Still, the headliners skewed the music heavily white, masculine, and guitar-oriented. Recently, there has been increasing chatter on social media from those whose tastes, concerns, and/or listening culture fall outside of these parameters.

Come in, Orion’s Monday announcement of a June 25 gig by ’80s and ’90s R&B star Keith Sweat. During his prime “new jack swing,” Sweat, who is black, released six back-to-back platinum albums and a slew of hits, including “I Want Her,” “Make You Sweat,” “Twisted,” and “Keep It Comin’.” Tickets to Sweat’s Orion show are $35-$99 ( fees extra) and will go on sale at 10 a.m. on March 5 via

Ryan Murphy is president of Huntsville Venue Group, the company contracted by the City of Huntsville to manage, build and operate the amphitheater. Murphy came to Huntsville from Florida’s St. Augustine Amphitheater, a venue that has attracted a wide array of top performers from Blondie to Slayer to Kendrick Lamar.

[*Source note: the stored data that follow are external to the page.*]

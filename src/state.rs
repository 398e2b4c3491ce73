use std::sync::Arc;
use axum::extract::FromRef;

use crate::auth::JwtManager;
use crate::config::Settings;
use crate::database::DbPool;
use crate::security::{CustomHeaderValidator, DocumentAuthorization, IpWhitelist};
use crate::services::{
    conversation::ConversationManager,
    EmbeddingService, LlmService, RagService, DocumentService, EventBus
};

/// Application state shared across handlers
#[derive(Clone)]
pub struct AppState {
    pub db_pool: DbPool,
    pub embedding_service: Arc<EmbeddingService>,
    pub rag_service: Arc<RagService>,
    pub llm_service: Arc<LlmService>,
    pub conversation_manager: Arc<ConversationManager>,
    pub settings: Settings,
    pub document_service: Arc<DocumentService>,
    pub document_auth: Arc<DocumentAuthorization>,
    pub ip_whitelist: Arc<IpWhitelist>,
    pub header_validator: Arc<CustomHeaderValidator>,
    pub event_bus: Arc<EventBus>,
    pub limiters: Arc<crate::utils::limiters::Limiters>,
    pub jwt_manager: Arc<JwtManager>,
}

impl FromRef<AppState> for Arc<ConversationManager> {
    fn from_ref(state: &AppState) -> Self {
        state.conversation_manager.clone()
    }
}

impl FromRef<AppState> for Arc<EventBus> {
    fn from_ref(state: &AppState) -> Self {
        state.event_bus.clone()
    }
}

For some time now, Murphy has been aware of Keith Sweat’s booking of Orion and other more diverse gigs to be announced for the Huntsville Amphitheater later this year. “A fear that we had,” Murphy told, “we knew what we were deploying with, which was white guys of all genders. But there’s a lot of intention and work It’s an interesting market to make sure people are going to be convinced that they’re going to have a good time and be treated well and so on.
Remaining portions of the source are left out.